Records from a collection

════════════════════

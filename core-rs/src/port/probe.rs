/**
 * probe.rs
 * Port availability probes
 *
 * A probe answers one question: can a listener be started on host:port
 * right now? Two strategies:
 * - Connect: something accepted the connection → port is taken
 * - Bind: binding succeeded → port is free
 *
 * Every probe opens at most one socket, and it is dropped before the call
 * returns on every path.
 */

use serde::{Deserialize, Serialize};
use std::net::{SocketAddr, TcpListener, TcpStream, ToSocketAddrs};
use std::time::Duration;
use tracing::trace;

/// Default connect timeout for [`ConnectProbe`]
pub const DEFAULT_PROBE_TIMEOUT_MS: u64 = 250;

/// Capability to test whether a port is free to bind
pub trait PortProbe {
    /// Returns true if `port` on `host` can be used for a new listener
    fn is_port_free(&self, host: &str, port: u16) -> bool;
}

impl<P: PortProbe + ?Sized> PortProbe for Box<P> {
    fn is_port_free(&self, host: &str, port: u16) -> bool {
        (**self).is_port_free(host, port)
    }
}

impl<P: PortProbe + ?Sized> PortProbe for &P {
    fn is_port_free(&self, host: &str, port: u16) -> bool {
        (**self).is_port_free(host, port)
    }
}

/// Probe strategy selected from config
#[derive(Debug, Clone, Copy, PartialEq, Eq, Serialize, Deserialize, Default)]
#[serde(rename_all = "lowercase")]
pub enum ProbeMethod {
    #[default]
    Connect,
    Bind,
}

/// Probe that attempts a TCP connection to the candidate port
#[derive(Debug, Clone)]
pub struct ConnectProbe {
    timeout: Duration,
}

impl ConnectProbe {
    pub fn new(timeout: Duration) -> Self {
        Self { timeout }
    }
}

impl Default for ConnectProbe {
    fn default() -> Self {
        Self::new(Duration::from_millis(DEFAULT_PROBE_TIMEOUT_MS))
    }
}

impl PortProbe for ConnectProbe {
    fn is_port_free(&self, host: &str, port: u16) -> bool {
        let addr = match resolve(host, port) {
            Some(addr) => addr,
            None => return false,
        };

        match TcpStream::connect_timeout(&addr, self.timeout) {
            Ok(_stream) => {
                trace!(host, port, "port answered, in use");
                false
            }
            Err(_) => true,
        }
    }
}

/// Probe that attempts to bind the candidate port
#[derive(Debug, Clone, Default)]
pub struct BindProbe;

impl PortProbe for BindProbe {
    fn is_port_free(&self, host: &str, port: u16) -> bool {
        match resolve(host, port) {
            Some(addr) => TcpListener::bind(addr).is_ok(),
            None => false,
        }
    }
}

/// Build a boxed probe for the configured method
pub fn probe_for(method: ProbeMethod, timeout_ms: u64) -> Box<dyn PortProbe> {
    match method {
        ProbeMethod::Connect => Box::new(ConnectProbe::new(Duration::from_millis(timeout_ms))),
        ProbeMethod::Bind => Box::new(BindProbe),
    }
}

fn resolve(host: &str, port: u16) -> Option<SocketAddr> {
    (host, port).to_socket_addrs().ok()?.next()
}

════════════════════

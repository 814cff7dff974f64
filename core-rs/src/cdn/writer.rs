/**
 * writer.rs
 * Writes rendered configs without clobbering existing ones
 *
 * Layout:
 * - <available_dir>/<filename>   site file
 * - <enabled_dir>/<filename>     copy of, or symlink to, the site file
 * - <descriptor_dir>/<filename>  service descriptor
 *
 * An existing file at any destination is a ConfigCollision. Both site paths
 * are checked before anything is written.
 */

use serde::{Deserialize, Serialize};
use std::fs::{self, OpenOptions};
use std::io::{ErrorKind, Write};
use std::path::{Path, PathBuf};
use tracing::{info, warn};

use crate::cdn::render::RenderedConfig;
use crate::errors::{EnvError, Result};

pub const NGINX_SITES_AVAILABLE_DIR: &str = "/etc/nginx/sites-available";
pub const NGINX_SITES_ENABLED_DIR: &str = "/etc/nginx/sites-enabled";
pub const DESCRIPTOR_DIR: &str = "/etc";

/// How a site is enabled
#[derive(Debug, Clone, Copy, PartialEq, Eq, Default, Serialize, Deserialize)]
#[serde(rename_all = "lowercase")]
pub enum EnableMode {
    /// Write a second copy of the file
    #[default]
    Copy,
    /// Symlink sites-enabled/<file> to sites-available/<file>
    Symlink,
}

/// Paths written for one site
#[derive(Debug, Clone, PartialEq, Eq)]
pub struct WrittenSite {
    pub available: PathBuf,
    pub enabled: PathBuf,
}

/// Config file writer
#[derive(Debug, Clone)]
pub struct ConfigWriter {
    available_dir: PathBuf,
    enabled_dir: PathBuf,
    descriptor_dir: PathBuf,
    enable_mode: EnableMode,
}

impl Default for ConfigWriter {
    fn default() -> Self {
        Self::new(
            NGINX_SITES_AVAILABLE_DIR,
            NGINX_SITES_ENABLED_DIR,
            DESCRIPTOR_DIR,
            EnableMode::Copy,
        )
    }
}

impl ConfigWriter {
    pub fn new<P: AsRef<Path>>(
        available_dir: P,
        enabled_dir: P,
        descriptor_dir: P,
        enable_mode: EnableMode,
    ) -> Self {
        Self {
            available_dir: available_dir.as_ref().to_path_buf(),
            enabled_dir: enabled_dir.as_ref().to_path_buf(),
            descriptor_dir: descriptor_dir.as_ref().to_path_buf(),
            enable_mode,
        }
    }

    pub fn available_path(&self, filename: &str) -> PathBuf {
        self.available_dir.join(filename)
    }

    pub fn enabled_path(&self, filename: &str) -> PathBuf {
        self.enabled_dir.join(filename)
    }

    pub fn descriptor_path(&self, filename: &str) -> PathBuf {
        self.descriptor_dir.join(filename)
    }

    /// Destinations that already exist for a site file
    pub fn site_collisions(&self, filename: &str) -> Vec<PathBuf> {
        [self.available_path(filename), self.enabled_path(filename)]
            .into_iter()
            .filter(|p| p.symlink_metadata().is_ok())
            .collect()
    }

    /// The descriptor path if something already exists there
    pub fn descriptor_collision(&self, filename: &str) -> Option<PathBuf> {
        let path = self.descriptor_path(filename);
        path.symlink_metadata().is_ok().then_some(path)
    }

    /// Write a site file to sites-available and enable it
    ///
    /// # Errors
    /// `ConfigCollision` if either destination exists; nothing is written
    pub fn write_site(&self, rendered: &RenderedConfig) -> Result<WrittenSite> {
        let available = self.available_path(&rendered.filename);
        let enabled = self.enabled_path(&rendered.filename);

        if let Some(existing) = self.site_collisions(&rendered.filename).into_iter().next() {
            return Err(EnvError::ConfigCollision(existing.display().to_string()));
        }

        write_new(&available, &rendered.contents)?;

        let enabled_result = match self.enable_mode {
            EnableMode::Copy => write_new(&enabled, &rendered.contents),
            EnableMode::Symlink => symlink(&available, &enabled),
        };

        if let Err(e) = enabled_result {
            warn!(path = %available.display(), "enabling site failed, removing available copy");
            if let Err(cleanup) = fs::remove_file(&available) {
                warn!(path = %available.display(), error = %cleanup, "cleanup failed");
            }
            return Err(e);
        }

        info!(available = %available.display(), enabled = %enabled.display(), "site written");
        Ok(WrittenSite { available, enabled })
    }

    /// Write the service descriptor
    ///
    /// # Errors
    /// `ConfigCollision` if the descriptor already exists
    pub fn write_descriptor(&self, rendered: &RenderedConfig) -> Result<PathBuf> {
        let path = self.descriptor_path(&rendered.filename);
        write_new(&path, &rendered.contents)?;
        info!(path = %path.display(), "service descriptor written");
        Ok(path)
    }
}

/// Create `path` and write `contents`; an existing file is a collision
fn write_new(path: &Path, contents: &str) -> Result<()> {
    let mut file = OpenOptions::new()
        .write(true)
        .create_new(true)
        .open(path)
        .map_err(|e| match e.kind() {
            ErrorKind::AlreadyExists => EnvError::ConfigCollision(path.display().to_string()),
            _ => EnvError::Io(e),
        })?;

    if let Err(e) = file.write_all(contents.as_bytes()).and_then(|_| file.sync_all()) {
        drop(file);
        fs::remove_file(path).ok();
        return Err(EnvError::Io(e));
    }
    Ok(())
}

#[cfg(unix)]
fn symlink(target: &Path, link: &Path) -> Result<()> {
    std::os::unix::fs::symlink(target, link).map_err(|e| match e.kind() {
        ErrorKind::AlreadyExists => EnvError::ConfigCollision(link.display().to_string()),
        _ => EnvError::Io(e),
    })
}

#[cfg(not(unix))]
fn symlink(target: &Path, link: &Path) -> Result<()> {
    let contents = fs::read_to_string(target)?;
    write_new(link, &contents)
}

════════════════════

Among the lines above, find those with the word "ErrorKind" and list them.

#### [YOUR SOLUTION]
use std::io::{ErrorKind, Write};
            ErrorKind::AlreadyExists => EnvError::ConfigCollision(path.display().to_string()),
        ErrorKind::AlreadyExists => EnvError::ConfigCollision(link.display().to_string()),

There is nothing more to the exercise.